#### Requirement:
What lines below include the word "ndarray"? Copy each one.

#### Study material:

▬▬▬▬▬▬

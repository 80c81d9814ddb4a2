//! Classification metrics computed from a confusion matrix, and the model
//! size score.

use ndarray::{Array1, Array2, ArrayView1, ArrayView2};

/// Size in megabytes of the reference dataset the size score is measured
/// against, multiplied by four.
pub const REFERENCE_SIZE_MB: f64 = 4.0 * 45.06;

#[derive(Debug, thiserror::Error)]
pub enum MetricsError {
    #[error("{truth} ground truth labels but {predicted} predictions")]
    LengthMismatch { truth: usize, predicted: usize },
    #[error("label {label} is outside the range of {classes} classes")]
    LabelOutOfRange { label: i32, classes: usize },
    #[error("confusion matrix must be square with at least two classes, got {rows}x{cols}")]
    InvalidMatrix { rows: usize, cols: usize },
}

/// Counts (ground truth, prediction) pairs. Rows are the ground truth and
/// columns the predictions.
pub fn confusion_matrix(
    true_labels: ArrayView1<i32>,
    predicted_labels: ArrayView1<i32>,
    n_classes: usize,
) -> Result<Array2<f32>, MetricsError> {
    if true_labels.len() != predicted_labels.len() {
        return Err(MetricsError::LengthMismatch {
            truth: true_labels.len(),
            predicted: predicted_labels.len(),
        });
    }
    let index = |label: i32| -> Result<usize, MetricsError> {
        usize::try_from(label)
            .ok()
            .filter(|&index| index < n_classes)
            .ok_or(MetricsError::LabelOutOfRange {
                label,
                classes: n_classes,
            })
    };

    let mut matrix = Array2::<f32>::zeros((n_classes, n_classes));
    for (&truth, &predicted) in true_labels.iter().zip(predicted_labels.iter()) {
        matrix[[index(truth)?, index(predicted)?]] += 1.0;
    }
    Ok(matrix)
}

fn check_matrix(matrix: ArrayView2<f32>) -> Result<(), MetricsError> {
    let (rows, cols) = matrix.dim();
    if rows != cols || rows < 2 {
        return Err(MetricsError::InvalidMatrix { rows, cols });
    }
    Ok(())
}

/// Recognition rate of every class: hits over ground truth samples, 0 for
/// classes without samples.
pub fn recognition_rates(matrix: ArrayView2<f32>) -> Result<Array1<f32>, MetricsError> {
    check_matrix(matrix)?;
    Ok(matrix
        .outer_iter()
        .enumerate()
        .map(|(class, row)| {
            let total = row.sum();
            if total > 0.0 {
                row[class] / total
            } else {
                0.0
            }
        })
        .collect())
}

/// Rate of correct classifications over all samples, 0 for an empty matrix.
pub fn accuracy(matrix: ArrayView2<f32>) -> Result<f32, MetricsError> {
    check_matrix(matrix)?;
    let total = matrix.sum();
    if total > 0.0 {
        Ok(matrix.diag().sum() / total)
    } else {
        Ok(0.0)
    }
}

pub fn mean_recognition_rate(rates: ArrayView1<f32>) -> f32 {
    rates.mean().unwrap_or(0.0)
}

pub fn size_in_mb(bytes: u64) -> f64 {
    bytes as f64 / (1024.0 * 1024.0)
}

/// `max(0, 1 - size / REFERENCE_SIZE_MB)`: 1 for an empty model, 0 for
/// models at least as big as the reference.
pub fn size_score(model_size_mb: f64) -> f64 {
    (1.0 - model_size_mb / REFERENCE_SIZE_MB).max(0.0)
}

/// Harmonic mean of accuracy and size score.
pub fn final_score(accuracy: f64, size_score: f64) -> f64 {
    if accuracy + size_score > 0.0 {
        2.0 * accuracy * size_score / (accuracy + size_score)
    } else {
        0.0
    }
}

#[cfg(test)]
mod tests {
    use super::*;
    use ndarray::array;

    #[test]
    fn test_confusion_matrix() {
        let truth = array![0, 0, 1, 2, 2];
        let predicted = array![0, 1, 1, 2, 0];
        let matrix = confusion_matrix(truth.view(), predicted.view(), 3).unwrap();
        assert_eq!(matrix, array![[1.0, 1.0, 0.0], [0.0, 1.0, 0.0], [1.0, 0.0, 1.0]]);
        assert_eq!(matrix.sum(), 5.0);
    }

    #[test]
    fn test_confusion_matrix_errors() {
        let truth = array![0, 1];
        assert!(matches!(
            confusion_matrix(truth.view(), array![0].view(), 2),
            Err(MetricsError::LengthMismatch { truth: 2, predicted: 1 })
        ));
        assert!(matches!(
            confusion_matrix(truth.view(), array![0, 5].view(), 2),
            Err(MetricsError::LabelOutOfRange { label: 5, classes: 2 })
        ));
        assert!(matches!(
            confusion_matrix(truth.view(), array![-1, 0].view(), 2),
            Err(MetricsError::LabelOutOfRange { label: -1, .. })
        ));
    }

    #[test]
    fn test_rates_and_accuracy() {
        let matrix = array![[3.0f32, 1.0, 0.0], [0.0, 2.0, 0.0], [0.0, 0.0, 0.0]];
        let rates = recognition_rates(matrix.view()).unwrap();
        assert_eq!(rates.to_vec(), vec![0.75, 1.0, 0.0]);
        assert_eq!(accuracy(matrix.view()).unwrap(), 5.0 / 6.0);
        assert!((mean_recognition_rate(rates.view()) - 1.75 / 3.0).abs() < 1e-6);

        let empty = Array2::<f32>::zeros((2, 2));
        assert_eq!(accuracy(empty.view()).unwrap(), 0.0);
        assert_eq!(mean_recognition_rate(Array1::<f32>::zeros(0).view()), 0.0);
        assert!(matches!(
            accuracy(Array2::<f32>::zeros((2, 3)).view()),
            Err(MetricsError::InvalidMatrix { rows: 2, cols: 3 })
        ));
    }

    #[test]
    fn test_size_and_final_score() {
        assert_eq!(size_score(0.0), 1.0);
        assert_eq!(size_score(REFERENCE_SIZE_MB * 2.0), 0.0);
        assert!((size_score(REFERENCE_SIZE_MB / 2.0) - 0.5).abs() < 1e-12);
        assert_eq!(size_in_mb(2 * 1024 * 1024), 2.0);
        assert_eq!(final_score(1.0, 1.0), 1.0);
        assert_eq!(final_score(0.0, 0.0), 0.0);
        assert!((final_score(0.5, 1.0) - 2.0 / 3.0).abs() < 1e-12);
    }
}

▬▬▬▬▬▬

#### Exercise result:
use ndarray::{Array1, Array2, ArrayView1, ArrayView2};
    use ndarray::array;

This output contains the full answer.